No en vano la casa madre de la misión jesuítica
era Goa, y el avance en territorio africano se había producido
de la mano de los exploradores portugueses.
Pese
a todo, Páez no tardó en entrar en contacto con
el rey etíope, Za Dengel, venciendo pronto las numerosas
reticencias que la corte tenía hacia los monjes gracias
a su diplomacia y al respeto que mostraba con las creencias y
costumbres locales. En poco tiempo había aprendido amárico
y ge’ez, las principales lenguas de Etiopía, lo que
le facilitó mucho el trato con los etíopes y el
conocimiento de sus costumbres. Las relaciones con el rey se hicieron
tan fuertes que el jesuita logró la conversión del
monarca al catolicismo. Sin embargo la precipitación de
éste al intentar imponer su nueva fe en todo el país,
pese a los consejos de Páez, provocó una revuelta
que acabó con su vida.
El nuevo gobernante,
Susinios Segued III ocupó el trono en 1605 y pronto llamó
al culto jesuita a su lado en la corte. Impresionado por sus dotes
intelectuales, decidió otorgar beneficios y tierras a los
monjes católicos. Las nuevas tierras estaban en la península
de Górgora, en la orilla norte del lago Tana, y allí
Páez seleccionó una zona para levantar una nueva
misión y una gran iglesia de piedra. Mientras dirigía
las obras de la nueva iglesia, diseñada por él,
mantenía un contacto frecuente con el emperador, de quien
era una especie de consejero privado. Escarmentado por las consecuencias
tan lamentables de la conversión de Za Dengel, procuró
actuar con tiento y prudencia en materia religiosa, y aunque su
cometido principal era la evangelización, como el de todo
misionero, prestó gran atención a conocer la cultura
etíope y a acompañar al emperador por todo el país
sin hacer causa especial de las disputas espirituales.
Residencia jesuíta
en Górgora, a la orilla del lago Tana (Etiopia)
Fueron unos años
de paz y prosperidad en Etiopía, aprovechados por Páez
para intentar poner en contacto al monarca africano con los gobernantes
europeos, y para ello se enviaron cartas a España y a Roma.
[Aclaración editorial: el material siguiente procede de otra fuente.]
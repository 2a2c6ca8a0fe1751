//! One background actor per topic: wakes on a tick or a publish nudge, reads
//! the tail for every subscribed consumer, and delivers concurrently bounded
//! by a fan-out semaphore (grounded on the connection-fanout pattern in
//! `rostra-client`'s request handler: `Semaphore::acquire_owned` per
//! concurrent unit of work, `tokio::sync::watch` for shutdown).

use std::collections::HashMap;
use std::sync::Arc;
use std::time::Duration;

use broker_retry::{AttemptOutcome, BackoffConfig, run_with_backoff};
use broker_store::EventStore;
use broker_types::{Event, EventId};
use broker_webhook::DeliveryAdapter;
use tokio::sync::{Notify, Semaphore, watch};
use tokio::task::JoinHandle;
use uuid::Uuid;

use crate::consumer_registry::ConsumerRegistry;

type TopicKey = (String, String, String);

#[derive(Debug, Clone)]
pub struct DispatcherConfig {
    pub tick_interval: Duration,
    pub fan_out: usize,
    pub batch_max: usize,
    pub backoff: BackoffConfig,
}

impl Default for DispatcherConfig {
    fn default() -> Self {
        Self { tick_interval: Duration::from_secs(5), fan_out: 8, batch_max: 500, backoff: BackoffConfig::default() }
    }
}

struct TopicActor {
    notify: Arc<Notify>,
    task: JoinHandle<()>,
}

/// Owns one actor per topic that has at least one subscriber. Actors are
/// started lazily the first time a topic is nudged or discovered at
/// bootstrap, and all stopped together by [`DispatcherSupervisor::shutdown`].
pub struct DispatcherSupervisor {
    store: Arc<EventStore>,
    consumers: Arc<ConsumerRegistry>,
    adapter: Arc<dyn DeliveryAdapter>,
    config: DispatcherConfig,
    shutdown_tx: watch::Sender<bool>,
    actors: tokio::sync::Mutex<HashMap<TopicKey, TopicActor>>,
}

impl DispatcherSupervisor {
    pub fn new(store: Arc<EventStore>, consumers: Arc<ConsumerRegistry>, adapter: Arc<dyn DeliveryAdapter>, config: DispatcherConfig) -> Arc<Self> {
        let (shutdown_tx, _) = watch::channel(false);
        Arc::new(Self { store, consumers, adapter, config, shutdown_tx, actors: tokio::sync::Mutex::new(HashMap::new()) })
    }

    /// Starts the actor for `(tenant, namespace, topic)` if it is not
    /// already running. Idempotent: a second call is a no-op.
    pub async fn ensure_running(self: &Arc<Self>, tenant: &str, namespace: &str, topic: &str) {
        let key: TopicKey = (tenant.to_string(), namespace.to_string(), topic.to_string());
        let mut actors = self.actors.lock().await;
        if actors.contains_key(&key) {
            return;
        }

        let notify = Arc::new(Notify::new());
        let mut shutdown_rx = self.shutdown_tx.subscribe();
        let task = {
            let supervisor = Arc::clone(self);
            let notify = Arc::clone(&notify);
            let key = key.clone();
            tokio::spawn(async move {
                let mut ticker = tokio::time::interval(supervisor.config.tick_interval);
                ticker.tick().await; // first tick fires immediately; skip it, the caller already nudges on create
                loop {
                    tokio::select! {
                        _ = ticker.tick() => {}
                        _ = notify.notified() => {}
                        changed = shutdown_rx.changed() => {
                            if changed.is_err() || *shutdown_rx.borrow() {
                                break;
                            }
                            continue;
                        }
                    }
                    if *shutdown_rx.borrow() {
                        break;
                    }
                    supervisor.dispatch_once(&key.0, &key.1, &key.2).await;
                }
                tracing::debug!(tenant = %key.0, namespace = %key.1, topic = %key.2, "dispatcher actor stopped");
            })
        };

        actors.insert(key, TopicActor { notify, task });
    }

    /// Wakes the topic's actor immediately instead of waiting for its next
    /// tick. Called synchronously after a publish so subscribers with an
    /// empty backlog see new events without the tick's latency.
    pub async fn nudge(self: &Arc<Self>, tenant: &str, namespace: &str, topic: &str) {
        self.ensure_running(tenant, namespace, topic).await;
        let key: TopicKey = (tenant.to_string(), namespace.to_string(), topic.to_string());
        if let Some(actor) = self.actors.lock().await.get(&key) {
            actor.notify.notify_one();
        }
    }

    /// Signals every actor to stop and waits for them to drain their
    /// current wake before returning.
    pub async fn shutdown(&self) {
        let _ = self.shutdown_tx.send(true);
        let mut actors = self.actors.lock().await;
        for (_, actor) in actors.drain() {
            let _ = actor.task.await;
        }
    }

    async fn dispatch_once(&self, tenant: &str, namespace: &str, topic: &str) {
        let subscribers = self.consumers.list_for_topic(topic).await;
        if subscribers.is_empty() {
            return;
        }

        let semaphore = Arc::new(Semaphore::new(self.config.fan_out.max(1)));
        let mut deliveries: Vec<JoinHandle<()>> = Vec::with_capacity(subscribers.len());

        for consumer_lock in subscribers {
            let permit = Arc::clone(&semaphore).acquire_owned().await.expect("semaphore never closed");
            let store = Arc::clone(&self.store);
            let consumers = Arc::clone(&self.consumers);
            let adapter = Arc::clone(&self.adapter);
            let backoff = self.config.backoff;
            let batch_max = self.config.batch_max;
            let tenant = tenant.to_string();
            let namespace = namespace.to_string();
            let topic = topic.to_string();

            deliveries.push(tokio::spawn(async move {
                let _permit = permit;
                deliver_to_consumer(&store, &consumers, adapter.as_ref(), &backoff, batch_max, &tenant, &namespace, &topic, consumer_lock).await;
            }));
        }

        for handle in deliveries {
            if let Err(error) = handle.await {
                tracing::warn!(%error, "delivery task panicked");
            }
        }
    }
}

async fn deliver_to_consumer(
    store: &EventStore,
    consumers: &ConsumerRegistry,
    adapter: &dyn DeliveryAdapter,
    backoff: &BackoffConfig,
    batch_max: usize,
    tenant: &str,
    namespace: &str,
    topic: &str,
    consumer_lock: Arc<tokio::sync::RwLock<broker_types::Consumer>>,
) {
    let (consumer_id, callback, correlation_id, after_sequence) = {
        let guard = consumer_lock.read().await;
        let last_id = guard.topics.get(topic).cloned().flatten();
        let after_sequence = last_id.as_deref().and_then(|id| EventId::parse(id).ok()).map(|id| id.sequence).unwrap_or(0);
        (guard.id, ConsumerRegistry::callback_of(&guard).to_string(), guard.correlation_id.unwrap_or_else(Uuid::new_v4), after_sequence)
    };

    let events = match store.read_since(tenant, namespace, topic, after_sequence, Some(batch_max)) {
        Ok(events) => events,
        Err(error) => {
            tracing::warn!(%error, %consumer_id, topic, "failed to read backlog for consumer");
            return;
        }
    };
    if events.is_empty() {
        return;
    }

    let delivered = run_with_backoff(backoff, |_attempt| {
        let callback = callback.clone();
        let events = events.clone();
        async move {
            match adapter.deliver(consumer_id, &callback, correlation_id, &events).await {
                Ok(()) => AttemptOutcome::Succeeded,
                Err(error) => {
                    tracing::warn!(%error, %consumer_id, topic, "delivery attempt failed");
                    AttemptOutcome::Retryable
                }
            }
        }
    })
    .await;

    if delivered {
        let last_id = &last_event(&events).id;
        if let Err(error) = consumers.advance_cursor(consumer_id, topic, last_id).await {
            tracing::warn!(%error, %consumer_id, topic, "failed to persist delivery cursor");
        }
    } else {
        tracing::warn!(%consumer_id, topic, "delivery retries exhausted, removing consumer");
        if let Err(error) = consumers.remove(consumer_id).await {
            tracing::warn!(%error, %consumer_id, "failed to remove exhausted consumer");
        }
    }
}

fn last_event(events: &[Event]) -> &Event {
    events.last().expect("checked non-empty above")
}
Sin embargo las comunicaciones diplomáticas, siempre vigiladas
de cerca por los turcos, no fructificaron. Durante este tiempo
la nueva misión en Górgora se convirtió en
el centro jesuítico principal, a la vez que la iglesia
alcanzaba un aspecto monumental bajo la dirección del español.
En los viajes con Susinios por el país, Páez anotaba
todo lo que visitaba y ese material lo usó después
para escribir una “Historia de Etiopía”. En
uno de esos viajes se produjo el hecho más notable desde
el punto de vista geográfico: la visita de las fuentes
del Nilo Azul.
Para Páez
el hecho no tiene trascendencia ninguna, por cuanto era un lugar
conocido de sobra por los etíopes y él lo único
que hace es verlo y tomar oportuna nota. ¡Que comportamiento
tan diferente al de tiempos posteriores! No se arroga el descubrimiento
de nada a pesar de que si la noticia hubiese llegado a las cortes
occidentales se habría considerado algo excepcional. Nadie
procedente de Europa había llegado a las fuentes de Nilo
Azul antes, o al menos no lo había contado. No existe noticia
alguna de un hecho semejante antes del siglo XVI. Algunos historiadores
de la colonización portuguesa indican que el capitán
Joao Gabriel, al frente de un pequeño destacamento portugués
que intervino en las guerras civiles etíopes un tiempo
antes, habría podido alcanzar el lugar donde nace el gran
río, pero solo son especulaciones pues este militar, amigo
de Pedro Páez, no dejo ningún documento escrito.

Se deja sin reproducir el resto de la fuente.